WORK REQUIRED:
List each line of the data that holds the string "take", please.

•••

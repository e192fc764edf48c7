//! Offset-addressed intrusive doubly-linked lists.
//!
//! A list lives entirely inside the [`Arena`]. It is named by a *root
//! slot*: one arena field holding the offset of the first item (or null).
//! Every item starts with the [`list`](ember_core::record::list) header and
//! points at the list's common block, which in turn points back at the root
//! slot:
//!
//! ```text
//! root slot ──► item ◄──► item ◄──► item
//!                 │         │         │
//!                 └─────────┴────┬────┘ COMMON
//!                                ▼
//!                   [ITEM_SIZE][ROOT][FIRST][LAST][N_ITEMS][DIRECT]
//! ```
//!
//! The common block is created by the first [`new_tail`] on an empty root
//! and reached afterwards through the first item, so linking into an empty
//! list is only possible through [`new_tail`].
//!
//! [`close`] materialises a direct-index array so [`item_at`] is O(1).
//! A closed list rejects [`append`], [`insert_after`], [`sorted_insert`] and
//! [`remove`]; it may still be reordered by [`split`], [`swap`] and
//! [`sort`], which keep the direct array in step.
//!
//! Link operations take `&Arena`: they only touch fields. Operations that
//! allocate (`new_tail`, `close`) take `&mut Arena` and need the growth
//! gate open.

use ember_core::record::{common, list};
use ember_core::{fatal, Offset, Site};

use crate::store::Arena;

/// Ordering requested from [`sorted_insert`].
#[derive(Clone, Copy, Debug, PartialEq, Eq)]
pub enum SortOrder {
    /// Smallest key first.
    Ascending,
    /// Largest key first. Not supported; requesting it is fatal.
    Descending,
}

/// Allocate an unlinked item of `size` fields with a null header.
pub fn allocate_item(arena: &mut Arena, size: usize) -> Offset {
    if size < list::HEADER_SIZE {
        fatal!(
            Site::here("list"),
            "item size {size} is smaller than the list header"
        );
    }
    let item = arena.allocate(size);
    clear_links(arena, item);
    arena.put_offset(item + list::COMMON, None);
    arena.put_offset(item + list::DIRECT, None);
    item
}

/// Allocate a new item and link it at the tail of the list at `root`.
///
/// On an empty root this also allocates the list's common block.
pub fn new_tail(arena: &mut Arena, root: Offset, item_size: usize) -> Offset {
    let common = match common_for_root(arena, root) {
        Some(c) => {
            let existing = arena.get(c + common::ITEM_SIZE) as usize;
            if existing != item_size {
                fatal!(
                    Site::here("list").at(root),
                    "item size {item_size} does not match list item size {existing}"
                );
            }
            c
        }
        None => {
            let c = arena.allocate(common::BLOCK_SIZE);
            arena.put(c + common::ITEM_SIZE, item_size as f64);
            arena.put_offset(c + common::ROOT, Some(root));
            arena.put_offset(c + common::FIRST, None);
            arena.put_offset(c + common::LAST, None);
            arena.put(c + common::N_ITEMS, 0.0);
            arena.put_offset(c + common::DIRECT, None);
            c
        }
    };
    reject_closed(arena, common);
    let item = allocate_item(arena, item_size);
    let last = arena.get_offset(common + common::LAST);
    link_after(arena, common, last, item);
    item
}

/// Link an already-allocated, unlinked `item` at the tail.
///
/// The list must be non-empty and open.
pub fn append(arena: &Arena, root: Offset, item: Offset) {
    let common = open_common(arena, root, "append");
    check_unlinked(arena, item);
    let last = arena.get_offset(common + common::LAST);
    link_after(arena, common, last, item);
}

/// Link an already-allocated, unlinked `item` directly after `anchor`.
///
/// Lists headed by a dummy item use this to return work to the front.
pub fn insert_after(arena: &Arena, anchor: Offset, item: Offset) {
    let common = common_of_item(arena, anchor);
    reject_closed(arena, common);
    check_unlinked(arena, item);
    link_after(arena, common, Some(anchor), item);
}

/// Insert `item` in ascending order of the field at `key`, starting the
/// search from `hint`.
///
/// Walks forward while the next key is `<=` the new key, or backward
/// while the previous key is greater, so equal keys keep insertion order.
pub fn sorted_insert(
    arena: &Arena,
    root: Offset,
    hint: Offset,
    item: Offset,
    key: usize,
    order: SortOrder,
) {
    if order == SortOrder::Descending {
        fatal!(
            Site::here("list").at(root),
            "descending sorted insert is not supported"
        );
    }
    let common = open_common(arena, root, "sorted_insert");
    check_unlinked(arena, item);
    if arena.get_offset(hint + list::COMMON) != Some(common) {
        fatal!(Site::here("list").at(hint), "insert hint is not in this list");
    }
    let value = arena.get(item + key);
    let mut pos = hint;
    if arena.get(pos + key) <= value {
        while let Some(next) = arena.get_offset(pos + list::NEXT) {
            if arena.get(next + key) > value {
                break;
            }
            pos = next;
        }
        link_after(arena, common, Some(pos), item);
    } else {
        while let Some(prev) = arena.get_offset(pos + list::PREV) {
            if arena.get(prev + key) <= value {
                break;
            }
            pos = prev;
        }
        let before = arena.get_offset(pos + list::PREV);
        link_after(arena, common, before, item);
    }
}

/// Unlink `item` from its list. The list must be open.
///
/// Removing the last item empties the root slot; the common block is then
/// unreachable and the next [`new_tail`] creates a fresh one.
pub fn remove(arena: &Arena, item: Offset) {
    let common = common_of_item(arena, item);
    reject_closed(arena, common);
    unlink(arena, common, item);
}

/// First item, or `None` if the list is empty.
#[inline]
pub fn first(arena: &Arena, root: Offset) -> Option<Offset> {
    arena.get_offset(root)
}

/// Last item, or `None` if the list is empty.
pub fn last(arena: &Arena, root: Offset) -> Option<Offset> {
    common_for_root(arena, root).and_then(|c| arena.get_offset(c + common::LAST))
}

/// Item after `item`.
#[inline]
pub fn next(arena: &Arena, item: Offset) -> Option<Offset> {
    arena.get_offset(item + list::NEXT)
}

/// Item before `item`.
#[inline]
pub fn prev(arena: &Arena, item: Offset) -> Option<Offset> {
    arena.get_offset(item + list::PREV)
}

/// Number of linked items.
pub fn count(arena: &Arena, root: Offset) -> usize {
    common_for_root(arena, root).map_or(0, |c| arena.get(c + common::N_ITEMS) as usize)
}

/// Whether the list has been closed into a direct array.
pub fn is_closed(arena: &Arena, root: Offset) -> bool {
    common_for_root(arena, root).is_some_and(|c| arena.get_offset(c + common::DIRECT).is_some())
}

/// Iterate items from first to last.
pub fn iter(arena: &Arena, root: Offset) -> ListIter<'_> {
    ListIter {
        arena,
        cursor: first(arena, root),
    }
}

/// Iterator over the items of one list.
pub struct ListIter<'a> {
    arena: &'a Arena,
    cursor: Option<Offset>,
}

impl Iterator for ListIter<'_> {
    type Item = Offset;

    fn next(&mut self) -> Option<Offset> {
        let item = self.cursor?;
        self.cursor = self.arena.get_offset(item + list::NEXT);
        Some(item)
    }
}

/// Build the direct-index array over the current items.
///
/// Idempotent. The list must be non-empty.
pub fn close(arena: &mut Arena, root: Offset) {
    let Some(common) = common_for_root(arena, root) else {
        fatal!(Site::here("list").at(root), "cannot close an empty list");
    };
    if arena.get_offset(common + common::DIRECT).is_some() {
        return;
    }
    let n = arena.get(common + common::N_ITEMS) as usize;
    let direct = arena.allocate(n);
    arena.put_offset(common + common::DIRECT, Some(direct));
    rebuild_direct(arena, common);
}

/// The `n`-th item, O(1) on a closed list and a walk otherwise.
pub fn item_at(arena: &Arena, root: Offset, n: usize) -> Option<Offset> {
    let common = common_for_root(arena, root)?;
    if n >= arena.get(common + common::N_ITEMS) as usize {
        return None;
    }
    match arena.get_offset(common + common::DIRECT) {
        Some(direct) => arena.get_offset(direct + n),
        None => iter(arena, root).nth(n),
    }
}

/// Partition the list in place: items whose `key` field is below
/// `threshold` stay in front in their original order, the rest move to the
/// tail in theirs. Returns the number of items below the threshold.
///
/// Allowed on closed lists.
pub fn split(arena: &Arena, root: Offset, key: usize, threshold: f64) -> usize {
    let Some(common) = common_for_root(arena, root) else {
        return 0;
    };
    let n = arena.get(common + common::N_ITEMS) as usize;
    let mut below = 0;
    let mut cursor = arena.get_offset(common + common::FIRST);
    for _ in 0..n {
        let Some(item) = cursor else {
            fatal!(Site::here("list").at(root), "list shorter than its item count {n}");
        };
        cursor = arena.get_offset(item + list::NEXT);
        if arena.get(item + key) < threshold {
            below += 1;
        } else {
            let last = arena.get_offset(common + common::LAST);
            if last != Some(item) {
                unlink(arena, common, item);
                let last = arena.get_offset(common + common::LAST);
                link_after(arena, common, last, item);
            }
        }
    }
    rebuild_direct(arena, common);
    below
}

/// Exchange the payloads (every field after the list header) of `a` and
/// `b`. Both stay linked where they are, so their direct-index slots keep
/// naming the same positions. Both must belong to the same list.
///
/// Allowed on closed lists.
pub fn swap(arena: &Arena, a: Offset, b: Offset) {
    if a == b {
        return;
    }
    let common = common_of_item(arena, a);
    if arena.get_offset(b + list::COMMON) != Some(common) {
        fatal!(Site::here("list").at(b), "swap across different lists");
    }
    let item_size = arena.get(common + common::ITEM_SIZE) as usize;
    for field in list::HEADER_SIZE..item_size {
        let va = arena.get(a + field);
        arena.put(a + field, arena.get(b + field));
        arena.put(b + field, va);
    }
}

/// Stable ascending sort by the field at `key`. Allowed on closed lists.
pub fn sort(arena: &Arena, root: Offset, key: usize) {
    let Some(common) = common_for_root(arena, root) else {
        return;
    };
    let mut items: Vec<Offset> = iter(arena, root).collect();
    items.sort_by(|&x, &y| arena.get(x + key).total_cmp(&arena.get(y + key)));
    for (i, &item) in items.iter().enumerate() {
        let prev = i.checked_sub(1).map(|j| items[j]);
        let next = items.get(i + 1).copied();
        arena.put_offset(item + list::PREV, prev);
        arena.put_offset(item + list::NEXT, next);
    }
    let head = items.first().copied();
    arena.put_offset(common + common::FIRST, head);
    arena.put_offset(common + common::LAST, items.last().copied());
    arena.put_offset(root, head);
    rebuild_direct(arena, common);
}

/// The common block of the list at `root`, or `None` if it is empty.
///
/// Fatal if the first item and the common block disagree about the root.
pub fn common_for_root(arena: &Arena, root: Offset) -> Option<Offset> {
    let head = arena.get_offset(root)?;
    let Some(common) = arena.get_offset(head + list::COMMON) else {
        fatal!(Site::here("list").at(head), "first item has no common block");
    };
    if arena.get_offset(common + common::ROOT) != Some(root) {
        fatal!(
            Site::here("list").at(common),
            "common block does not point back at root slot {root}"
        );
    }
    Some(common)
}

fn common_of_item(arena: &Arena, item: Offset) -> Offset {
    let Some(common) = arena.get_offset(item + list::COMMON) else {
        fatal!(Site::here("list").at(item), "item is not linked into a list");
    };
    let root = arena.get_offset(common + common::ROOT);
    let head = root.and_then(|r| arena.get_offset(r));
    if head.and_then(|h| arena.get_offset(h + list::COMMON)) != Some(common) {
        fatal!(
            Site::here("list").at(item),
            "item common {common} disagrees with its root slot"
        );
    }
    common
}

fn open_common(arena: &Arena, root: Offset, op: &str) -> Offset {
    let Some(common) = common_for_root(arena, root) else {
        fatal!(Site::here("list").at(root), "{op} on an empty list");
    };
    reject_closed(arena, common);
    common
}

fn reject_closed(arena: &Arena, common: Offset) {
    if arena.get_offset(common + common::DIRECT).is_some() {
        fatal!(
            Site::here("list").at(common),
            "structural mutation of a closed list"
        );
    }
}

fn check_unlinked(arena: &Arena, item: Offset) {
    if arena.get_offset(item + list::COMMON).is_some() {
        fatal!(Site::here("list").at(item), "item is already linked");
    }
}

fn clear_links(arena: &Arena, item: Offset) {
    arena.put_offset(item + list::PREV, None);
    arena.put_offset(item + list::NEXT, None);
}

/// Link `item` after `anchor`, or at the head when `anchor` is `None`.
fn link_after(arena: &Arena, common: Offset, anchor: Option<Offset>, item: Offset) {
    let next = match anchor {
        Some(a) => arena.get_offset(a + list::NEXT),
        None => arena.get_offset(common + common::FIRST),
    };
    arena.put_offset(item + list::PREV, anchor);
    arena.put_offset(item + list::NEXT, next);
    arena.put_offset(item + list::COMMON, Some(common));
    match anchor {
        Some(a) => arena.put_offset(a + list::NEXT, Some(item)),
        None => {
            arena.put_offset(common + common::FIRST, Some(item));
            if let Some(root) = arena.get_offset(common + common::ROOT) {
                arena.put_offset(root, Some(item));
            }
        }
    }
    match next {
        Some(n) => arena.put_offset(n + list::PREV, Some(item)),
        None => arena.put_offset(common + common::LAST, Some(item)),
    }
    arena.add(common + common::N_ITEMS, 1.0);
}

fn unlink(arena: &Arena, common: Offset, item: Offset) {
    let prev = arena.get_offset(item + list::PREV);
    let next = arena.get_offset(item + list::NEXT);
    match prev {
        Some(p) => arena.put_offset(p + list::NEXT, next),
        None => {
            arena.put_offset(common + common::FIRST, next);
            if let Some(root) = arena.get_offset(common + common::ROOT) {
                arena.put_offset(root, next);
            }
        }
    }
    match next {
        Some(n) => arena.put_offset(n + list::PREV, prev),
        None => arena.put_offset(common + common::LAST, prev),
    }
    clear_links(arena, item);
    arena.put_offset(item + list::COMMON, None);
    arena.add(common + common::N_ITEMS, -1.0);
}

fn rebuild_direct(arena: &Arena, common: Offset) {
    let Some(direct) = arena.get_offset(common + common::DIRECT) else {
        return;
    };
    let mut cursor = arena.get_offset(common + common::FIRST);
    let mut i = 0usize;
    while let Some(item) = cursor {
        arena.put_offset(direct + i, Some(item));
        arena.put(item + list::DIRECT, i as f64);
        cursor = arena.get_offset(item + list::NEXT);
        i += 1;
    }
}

•••

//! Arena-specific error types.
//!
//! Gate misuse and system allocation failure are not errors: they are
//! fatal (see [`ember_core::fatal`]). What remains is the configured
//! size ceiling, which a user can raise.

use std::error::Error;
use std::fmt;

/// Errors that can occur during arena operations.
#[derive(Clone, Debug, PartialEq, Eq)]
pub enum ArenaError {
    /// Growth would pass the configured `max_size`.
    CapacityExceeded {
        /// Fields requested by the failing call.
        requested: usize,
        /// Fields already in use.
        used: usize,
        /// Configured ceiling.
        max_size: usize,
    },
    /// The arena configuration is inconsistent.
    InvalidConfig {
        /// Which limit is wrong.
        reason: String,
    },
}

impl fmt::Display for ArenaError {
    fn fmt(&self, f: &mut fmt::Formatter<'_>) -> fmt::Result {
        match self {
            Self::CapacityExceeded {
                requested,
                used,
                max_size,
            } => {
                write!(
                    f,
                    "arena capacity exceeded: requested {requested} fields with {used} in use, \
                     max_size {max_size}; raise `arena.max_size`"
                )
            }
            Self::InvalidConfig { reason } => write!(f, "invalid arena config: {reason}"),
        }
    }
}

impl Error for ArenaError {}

•••

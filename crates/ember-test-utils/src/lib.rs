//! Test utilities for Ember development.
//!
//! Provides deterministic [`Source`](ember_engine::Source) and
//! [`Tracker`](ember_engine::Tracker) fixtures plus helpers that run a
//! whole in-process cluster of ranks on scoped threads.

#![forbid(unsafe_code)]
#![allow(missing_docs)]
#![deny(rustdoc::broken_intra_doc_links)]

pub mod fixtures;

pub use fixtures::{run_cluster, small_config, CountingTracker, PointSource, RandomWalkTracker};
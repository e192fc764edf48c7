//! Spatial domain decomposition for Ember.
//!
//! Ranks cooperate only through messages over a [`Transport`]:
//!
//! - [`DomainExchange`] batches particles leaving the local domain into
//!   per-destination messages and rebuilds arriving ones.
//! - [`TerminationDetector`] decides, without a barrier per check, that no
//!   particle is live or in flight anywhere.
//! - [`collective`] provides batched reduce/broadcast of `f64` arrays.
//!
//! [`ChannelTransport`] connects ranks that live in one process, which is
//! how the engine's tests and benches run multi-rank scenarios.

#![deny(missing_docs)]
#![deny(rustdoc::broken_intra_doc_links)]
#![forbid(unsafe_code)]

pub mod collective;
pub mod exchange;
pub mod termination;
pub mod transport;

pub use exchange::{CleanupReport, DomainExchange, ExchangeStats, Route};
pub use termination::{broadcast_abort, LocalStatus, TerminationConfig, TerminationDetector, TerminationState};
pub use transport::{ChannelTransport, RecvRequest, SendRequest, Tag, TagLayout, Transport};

•••

RESULT OF THIS TASK:
//! Link operations take `&Arena`: they only touch fields. Operations that
//! allocate (`new_tail`, `close`) take `&mut Arena` and need the growth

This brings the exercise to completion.